I asked Mr. Lewis if his loss affected the new book. He said no, but added that I wasn’t the first to suggest it had. He said his copy editor for “Going Infinite” had told him that after losing Dixie he was writing characters in a more empathetic way. Indeed, parts of the book — particularly about Mr. Bankman-Fried’s depression and alienation — have more emotional weight than anything he had written before.
“So I can’t dismiss the possibility that Dixie is in there somewhere,” Mr. Lewis said.
The Fights Are Finding Him
At a recent panel to promote a new documentary about Tom Wolfe, Mr. Lewis contrasted himself with Mr. Wolfe, who famously feuded with Norman Mailer and John Irving: “In a genteel way, he was looking for a fight in a way I wouldn’t. I don’t like getting into fights with writers.”
Yet lately the fights seem to be finding him. In a September profile of the biographer Walter Isaacson in New York magazine, the journalist Shawn McCreesh quoted Mr. Lewis telling a story about a young Mr. Isaacson’s being trotted out during three separate assemblies at the private New Orleans school they both attended — Mr. Isaacson nearly a decade earlier — and presented as the model alumnus. As quoted in the piece, Mr. Isaacson seemed to delicately suggest that Mr. Lewis’s account was embellished — or, in his words, “more beautiful” — which led Mr. McCreesh to connect the story with the Oher controversy and concerns about Mr. Lewis’s narratives being “too … beautiful.”

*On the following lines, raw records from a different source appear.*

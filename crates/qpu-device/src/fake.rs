//! A deterministic, in-memory stand-in for the VideoCore.
//!
//! Shared memory is ordinary page-aligned host memory handed out at synthetic bus
//! addresses, and every firmware call is counted so tests can check that each acquire
//! step is paired with its release. What happens when a job is executed is configurable
//! through [`FakeExecution`].

use std::{
    alloc::{self, Layout},
    collections::BTreeMap,
    ptr::NonNull,
    sync::{Arc, Mutex, MutexGuard},
    time::Duration,
};

use crate::{
    allocator::{BusAddress, DeviceAllocator, MemHandle},
    control::DeviceControl,
    error::DeviceError,
    DEFAULT_ALIGNMENT,
};

/// First bus address handed out, in the uncached alias of SDRAM.
const FAKE_BUS_BASE: u32 = 0xc000_0000;

/// The launch parameters of one worker, decoded from its trigger message.
#[derive(Debug, Clone, Copy, PartialEq, Eq)]
pub struct WorkerLaunch {
    /// Position of the worker's message in the batch.
    pub worker: u32,
    /// Number of workers started together.
    pub worker_count: u32,
    /// Bus address of the worker's uniforms.
    pub uniforms: BusAddress,
    /// Bus address of the program code.
    pub code: BusAddress,
}

/// Callback that plays the part of one QPU running its program.
pub type WorkerHook =
    Arc<dyn Fn(&FakeDevice, &WorkerLaunch) -> Result<(), DeviceError> + Send + Sync>;

/// What the fake does when a job is executed.
#[derive(Clone, Default)]
pub enum FakeExecution {
    /// Every worker completes immediately without touching memory.
    #[default]
    Complete,
    /// No worker ever signals completion, so the call reports a timeout.
    Stall,
    /// The firmware returns the given non-zero status.
    Fail(u32),
    /// Each worker runs the hook in turn, in message order.
    Emulate(WorkerHook),
}

impl std::fmt::Debug for FakeExecution {
    fn fmt(&self, f: &mut std::fmt::Formatter<'_>) -> std::fmt::Result {
        match self {
            Self::Complete => write!(f, "Complete"),
            Self::Stall => write!(f, "Stall"),
            Self::Fail(status) => write!(f, "Fail({status:#x})"),
            Self::Emulate(_) => write!(f, "Emulate(..)"),
        }
    }
}

/// Number of calls made to each firmware primitive.
#[derive(Debug, Default, Clone, Copy, PartialEq, Eq)]
pub struct FakeStats {
    /// Successful allocations
    pub allocations: usize,
    /// Frees
    pub frees: usize,
    /// Successful locks
    pub locks: usize,
    /// Unlocks
    pub unlocks: usize,
    /// Successful maps
    pub maps: usize,
    /// Unmaps
    pub unmaps: usize,
    /// Successful enables
    pub enables: usize,
    /// Disables
    pub disables: usize,
    /// Executions submitted while enabled
    pub executions: usize,
}

impl FakeStats {
    /// Returns true if every acquire has been matched by its release.
    pub fn is_balanced(&self) -> bool {
        self.allocations == self.frees
            && self.locks == self.unlocks
            && self.maps == self.unmaps
            && self.enables == self.disables
    }
}

struct Region {
    ptr: NonNull<u8>,
    layout: Layout,
    bus: BusAddress,
    size: usize,
    locked: bool,
}

impl Region {
    fn contains(&self, bus: BusAddress, len: usize) -> bool {
        bus.0 >= self.bus.0 && (bus.0 - self.bus.0) as usize + len <= self.size
    }
}

// SAFETY: the region exclusively owns its heap block and is only reached through the
// device mutex
unsafe impl Send for Region {}

struct FakeState {
    regions: BTreeMap<u32, Region>,
    next_handle: u32,
    next_bus: u32,
    live_bytes: usize,
    memory_limit: Option<usize>,
    enabled: bool,
    foreign_claim: bool,
    execution: FakeExecution,
    stats: FakeStats,
}

impl Drop for FakeState {
    fn drop(&mut self) {
        for (_, region) in std::mem::take(&mut self.regions) {
            // SAFETY: ptr and layout were created together in allocate
            unsafe { alloc::dealloc(region.ptr.as_ptr(), region.layout) };
        }
    }
}

/// An in-memory device with counted firmware calls.
///
/// Clones share the same memory and counters.
#[derive(Clone)]
pub struct FakeDevice {
    state: Arc<Mutex<FakeState>>,
}

impl Default for FakeDevice {
    fn default() -> Self {
        Self::new()
    }
}

impl FakeDevice {
    /// Creates a device whose jobs complete immediately.
    pub fn new() -> Self {
        Self {
            state: Arc::new(Mutex::new(FakeState {
                regions: BTreeMap::new(),
                next_handle: 1,
                next_bus: FAKE_BUS_BASE,
                live_bytes: 0,
                memory_limit: None,
                enabled: false,
                foreign_claim: false,
                execution: FakeExecution::Complete,
                stats: FakeStats::default(),
            })),
        }
    }

    /// Sets what happens when a job is executed.
    pub fn with_execution(self, execution: FakeExecution) -> Self {
        self.state().execution = execution;
        self
    }

    /// Fails allocations that would take the live total above `bytes`.
    pub fn with_memory_limit(self, bytes: usize) -> Self {
        self.state().memory_limit = Some(bytes);
        self
    }

    /// Pretends another client already holds the QPUs.
    pub fn with_foreign_claim(self) -> Self {
        self.state().foreign_claim = true;
        self
    }

    /// Returns the call counters.
    pub fn stats(&self) -> FakeStats {
        self.state().stats
    }

    /// Returns true while the QPUs are claimed by this client.
    pub fn is_enabled(&self) -> bool {
        self.state().enabled
    }

    /// Returns the number of allocations not yet freed.
    pub fn live_allocations(&self) -> usize {
        self.state().regions.len()
    }

    /// Reads the 32-bit word at `bus`.
    pub fn read_word(&self, bus: BusAddress) -> Result<u32, DeviceError> {
        let ptr = self.translate(bus, 4)?;
        // SAFETY: translate checked that 4 bytes at ptr belong to a live region
        Ok(unsafe { ptr.cast::<u32>().read_unaligned() })
    }

    /// Writes the 32-bit word at `bus`.
    pub fn write_word(&self, bus: BusAddress, value: u32) -> Result<(), DeviceError> {
        let ptr = self.translate(bus, 4)?;
        // SAFETY: translate checked that 4 bytes at ptr belong to a live region
        unsafe { ptr.cast::<u32>().write_unaligned(value) };
        Ok(())
    }

    /// Reads the word at `bus` as an `f32`.
    pub fn read_f32(&self, bus: BusAddress) -> Result<f32, DeviceError> {
        self.read_word(bus).map(f32::from_bits)
    }

    /// Writes `value` at `bus` as an `f32`.
    pub fn write_f32(&self, bus: BusAddress, value: f32) -> Result<(), DeviceError> {
        self.write_word(bus, value.to_bits())
    }

    /// Copies `count` consecutive `f32` values starting at `bus`.
    pub fn read_f32s(&self, bus: BusAddress, count: usize) -> Result<Vec<f32>, DeviceError> {
        let ptr = self.translate(bus, count * 4)?;
        // SAFETY: translate checked that count * 4 bytes at ptr belong to a live region
        let bytes = unsafe { std::slice::from_raw_parts(ptr, count * 4) };
        Ok(bytes
            .chunks_exact(4)
            .map(|w| f32::from_ne_bytes([w[0], w[1], w[2], w[3]]))
            .collect())
    }

    /// Writes consecutive `f32` values starting at `bus`.
    pub fn write_f32s(&self, bus: BusAddress, values: &[f32]) -> Result<(), DeviceError> {
        let ptr = self.translate(bus, values.len() * 4)?;
        // SAFETY: translate checked that the destination belongs to a live region
        let bytes = unsafe { std::slice::from_raw_parts_mut(ptr, values.len() * 4) };
        for (dst, value) in bytes.chunks_exact_mut(4).zip(values) {
            dst.copy_from_slice(&value.to_ne_bytes());
        }
        Ok(())
    }

    fn state(&self) -> MutexGuard<'_, FakeState> {
        self.state.lock().unwrap_or_else(|e| e.into_inner())
    }

    fn translate(&self, bus: BusAddress, len: usize) -> Result<*mut u8, DeviceError> {
        let state = self.state();
        let ptr = state
            .regions
            .values()
            .find(|r| r.locked && r.contains(bus, len))
            // SAFETY: contains() keeps the offset inside the region
            .map(|r| unsafe { r.ptr.as_ptr().add((bus.0 - r.bus.0) as usize) });
        ptr.ok_or(DeviceError::InvalidAddress(bus))
    }
}

impl DeviceAllocator for FakeDevice {
    fn allocate(&self, size: usize, alignment: usize) -> Result<MemHandle, DeviceError> {
        let mut state = self.state();
        let failed = DeviceError::AllocationFailed { size };
        if size == 0 {
            return Err(failed);
        }
        if let Some(limit) = state.memory_limit {
            if state.live_bytes + size > limit {
                return Err(failed);
            }
        }

        let align = alignment.max(DEFAULT_ALIGNMENT).next_power_of_two();
        let Ok(layout) = Layout::from_size_align(size, align) else {
            return Err(failed);
        };
        let Ok(align32) = u32::try_from(align) else {
            return Err(failed);
        };
        let Some(bus) = state
            .next_bus
            .checked_add(align32 - 1)
            .map(|b| b & !(align32 - 1))
        else {
            return Err(failed);
        };
        let Some(next_bus) = u32::try_from(size).ok().and_then(|s| bus.checked_add(s)) else {
            return Err(failed);
        };

        // SAFETY: layout has a non-zero size
        let Some(ptr) = NonNull::new(unsafe { alloc::alloc_zeroed(layout) }) else {
            return Err(failed);
        };

        let handle = state.next_handle;
        state.next_handle += 1;
        state.next_bus = next_bus;
        state.live_bytes += size;
        state.stats.allocations += 1;
        state.regions.insert(
            handle,
            Region {
                ptr,
                layout,
                bus: BusAddress(bus),
                size,
                locked: false,
            },
        );
        Ok(MemHandle(handle))
    }

    fn lock(&self, handle: MemHandle) -> Result<BusAddress, DeviceError> {
        let mut state = self.state();
        let region = state
            .regions
            .get_mut(&handle.0)
            .ok_or(DeviceError::LockFailed(handle.0))?;
        region.locked = true;
        let bus = region.bus;
        state.stats.locks += 1;
        Ok(bus)
    }

    fn unlock(&self, handle: MemHandle) -> Result<(), DeviceError> {
        let mut state = self.state();
        state.stats.unlocks += 1;
        let region = state
            .regions
            .get_mut(&handle.0)
            .ok_or(DeviceError::InvalidHandle(handle.0))?;
        region.locked = false;
        Ok(())
    }

    fn free(&self, handle: MemHandle) -> Result<(), DeviceError> {
        let mut state = self.state();
        state.stats.frees += 1;
        let region = state
            .regions
            .remove(&handle.0)
            .ok_or(DeviceError::InvalidHandle(handle.0))?;
        state.live_bytes -= region.size;
        // SAFETY: ptr and layout were created together in allocate
        unsafe { alloc::dealloc(region.ptr.as_ptr(), region.layout) };
        Ok(())
    }

    fn map(&self, bus: BusAddress, size: usize) -> Result<NonNull<u8>, DeviceError> {
        let ptr = self
            .translate(bus, size)
            .map_err(|_| DeviceError::MapFailed { bus, size })?;
        self.state().stats.maps += 1;
        NonNull::new(ptr).ok_or(DeviceError::MapFailed { bus, size })
    }

    unsafe fn unmap(&self, _ptr: NonNull<u8>, _size: usize) {
        self.state().stats.unmaps += 1;
    }
}

impl DeviceControl for FakeDevice {
    fn enable(&self) -> Result<(), DeviceError> {
        let mut state = self.state();
        if state.foreign_claim || state.enabled {
            return Err(DeviceError::Busy);
        }
        state.enabled = true;
        state.stats.enables += 1;
        Ok(())
    }

    fn disable(&self) -> Result<(), DeviceError> {
        let mut state = self.state();
        state.stats.disables += 1;
        if !state.enabled {
            return Err(DeviceError::NotEnabled);
        }
        state.enabled = false;
        Ok(())
    }

    fn execute(
        &self,
        worker_count: u32,
        messages: BusAddress,
        _no_flush: bool,
        timeout: Duration,
    ) -> Result<(), DeviceError> {
        let execution = {
            let mut state = self.state();
            if !state.enabled {
                return Err(DeviceError::NotEnabled);
            }
            state.stats.executions += 1;
            state.execution.clone()
        };

        let mut launches = Vec::with_capacity(worker_count as usize);
        for worker in 0..worker_count {
            let message = messages.offset(worker as usize * 8);
            launches.push(WorkerLaunch {
                worker,
                worker_count,
                uniforms: BusAddress(self.read_word(message)?),
                code: BusAddress(self.read_word(message.offset(4))?),
            });
        }

        match execution {
            FakeExecution::Complete => Ok(()),
            FakeExecution::Stall => Err(DeviceError::Timeout(timeout)),
            FakeExecution::Fail(status) => Err(DeviceError::ExecutionFailed(status)),
            FakeExecution::Emulate(hook) => launches.iter().try_for_each(|l| hook(self, l)),
        }
    }
}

Mr. Lewis said a classmate had since verified his version of events. For the first time during our conversations, he seemed on edge. He said he planned to clear the record while onstage with Mr. Isaacson in New Orleans during his book tour.
“I’m going to open by saying I want to talk about this New York magazine guy — this prick who did this — and what actually happened,” Mr. Lewis said.
He bristled at insinuations of embellishment. “What it tells me is the person who’s writing this has a very different process than I do,” he said. “They think that for them to get this level of material, they would have had to make it up.” (Mr. McCreesh declined to comment.)
He has faced criticism from fellow journalists before. In 1997, Marjorie Williams wrote a withering story about Mr. Lewis for Vanity Fair. In it, she interviewed ex-girlfriends, cast doubt on his “truth-telling naïf” persona, and questioned his journalistic ethics by pointing to factual discrepancies between his books and the magazine articles from which they were adapted.
“I thought it was kind of dumb,” Mr. Lewis said of Ms. Williams’s profile. “But I couldn’t do much about it, except go spend Vanity Fair’s money when I became a writer there.” When Graydon Carter hired Mr. Lewis to write for the magazine a decade later, he paid Mr. Lewis $10 a word. (Ms. Williams died in 2005.)
Mr. Lewis said his inability to back down from a fight was one reason he avoided posting on X, formerly known as Twitter. “As a Southern male, it’s painful to turn the other cheek.”
During our last meeting, in a sumptuous bar at the Greenwich Hotel, where he likes to stay when he visits New York, I asked Mr. Lewis if he ever thought about slowing down. “Like not writing as much?” he replied. “Like losing your fastball,” I said.
He chuckled. “I have not felt anything but this feeling of increasing powers,” he said. “I trust my stuff more than I’ve ever trusted it.”